What to do.
Those lines of the following listing which contain the string "GameState" should be returned.

Task inputs.
────────

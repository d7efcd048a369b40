//! Game tree nodes.

use std::cmp::Ordering;

use crate::state::GameState;

/// One node of the cached search tree.
///
/// `mv` is the move that led here (absent only for a freshly built root),
/// `eval` the last score recorded for it from the perspective of the side
/// that played `mv`, and `children` the legal replies once expanded.
#[derive(Debug, Clone, PartialEq)]
pub struct GameTreeNode<M> {
    pub mv: Option<M>,
    pub eval: Option<f64>,
    pub children: Option<Vec<GameTreeNode<M>>>,
}

impl<M> Default for GameTreeNode<M> {
    fn default() -> Self {
        Self { mv: None, eval: None, children: None }
    }
}

impl<M: Copy + PartialEq> GameTreeNode<M> {
    /// An unexpanded root reached by `last`.
    pub fn root(last: Option<M>) -> Self {
        Self { mv: last, eval: None, children: None }
    }

    pub fn leaf(mv: M) -> Self {
        Self { mv: Some(mv), eval: None, children: None }
    }

    pub fn is_expanded(&self) -> bool {
        self.children.is_some()
    }

    pub fn children(&self) -> &[GameTreeNode<M>] {
        self.children.as_deref().unwrap_or_default()
    }

    /// Ordering key; nodes never scored sort last.
    pub fn score(&self) -> f64 {
        self.eval.unwrap_or(f64::NEG_INFINITY)
    }

    /// Replaces the children with fresh leaves for every legal move of `side`.
    ///
    /// An existing child vector is cleared and refilled so repeated expansion
    /// of the same scratch node keeps its allocation.
    pub fn expand<P>(&mut self, position: &mut P, tables: &P::Tables, side: P::Side, buf: &mut Vec<M>)
    where
        P: GameState<Move = M>,
    {
        position.legal_moves_into(tables, side, buf);
        let children = self.children.get_or_insert_with(Vec::new);
        children.clear();
        children.extend(buf.drain(..).map(GameTreeNode::leaf));
    }

    /// Detaches the child reached by `mv`, dropping its siblings.
    pub fn take_child(&mut self, mv: M) -> Option<Self> {
        let children = self.children.take()?;
        children.into_iter().find(|child| child.mv == Some(mv))
    }

    /// Sorts children by score, best first. Equal scores keep their order.
    pub fn sort_children(&mut self) {
        if let Some(children) = self.children.as_mut() {
            sort_by_score(children);
        }
    }
}

/// Stable descending sort on [`GameTreeNode::score`].
///
/// `0.0` and `-0.0` count as a tie.
pub fn sort_by_score<M>(nodes: &mut [GameTreeNode<M>]) {
    nodes.sort_by(|a, b| {
        let (a, b) = (a.eval.unwrap_or(f64::NEG_INFINITY), b.eval.unwrap_or(f64::NEG_INFINITY));
        b.partial_cmp(&a).unwrap_or(Ordering::Equal)
    });
}

#[cfg(test)]
mod tests {
    use chess_core::{Move, MoveTables, Position};

    use super::*;

    fn scored(from: u8, to: u8, eval: Option<f64>) -> GameTreeNode<Move> {
        GameTreeNode { eval, ..GameTreeNode::leaf(Move::new(from, to)) }
    }

    #[test]
    fn test_expand_lists_every_legal_move() {
        let tables = MoveTables::generate();
        let mut pos = Position::startpos();
        let mut node = GameTreeNode::root(None);
        let mut buf = Vec::new();
        node.expand(&mut pos, &tables, chess_core::Color::White, &mut buf);

        assert_eq!(node.children().len(), 20);
        assert!(node.children().iter().all(|c| c.eval.is_none() && !c.is_expanded()));
        assert!(buf.is_empty());
    }

    #[test]
    fn test_reexpansion_replaces_children() {
        let tables = MoveTables::generate();
        let mut pos = Position::startpos();
        let mut node = GameTreeNode::root(None);
        let mut buf = Vec::new();
        node.expand(&mut pos, &tables, chess_core::Color::White, &mut buf);
        node.expand(&mut pos, &tables, chess_core::Color::White, &mut buf);
        assert_eq!(node.children().len(), 20);
    }

    #[test]
    fn test_sort_is_descending_and_stable() {
        let mut nodes = vec![
            scored(8, 16, Some(1.0)),
            scored(9, 17, None),
            scored(10, 18, Some(5.0)),
            scored(11, 19, Some(1.0)),
        ];
        sort_by_score(&mut nodes);
        let order: Vec<_> = nodes.iter().map(|n| n.mv.unwrap().from).collect();
        assert_eq!(order, vec![10, 8, 11, 9]);
    }

    #[test]
    fn test_signed_zeros_tie() {
        let mut nodes = vec![scored(8, 16, Some(-0.0)), scored(9, 17, Some(0.0)), scored(10, 18, Some(-0.0))];
        sort_by_score(&mut nodes);
        let order: Vec<_> = nodes.iter().map(|n| n.mv.unwrap().from).collect();
        assert_eq!(order, vec![8, 9, 10]);
    }

    #[test]
    fn test_take_child_finds_matching_move() {
        let mut root = GameTreeNode::root(None);
        root.children = Some(vec![scored(8, 16, None), scored(12, 28, Some(3.0))]);
        let child = root.take_child(Move::new(12, 28)).unwrap();
        assert_eq!(child.eval, Some(3.0));
        assert!(root.take_child(Move::new(8, 16)).is_none());
    }
}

────────

Your solution.
use crate::state::GameState;
        P: GameState<Move = M>,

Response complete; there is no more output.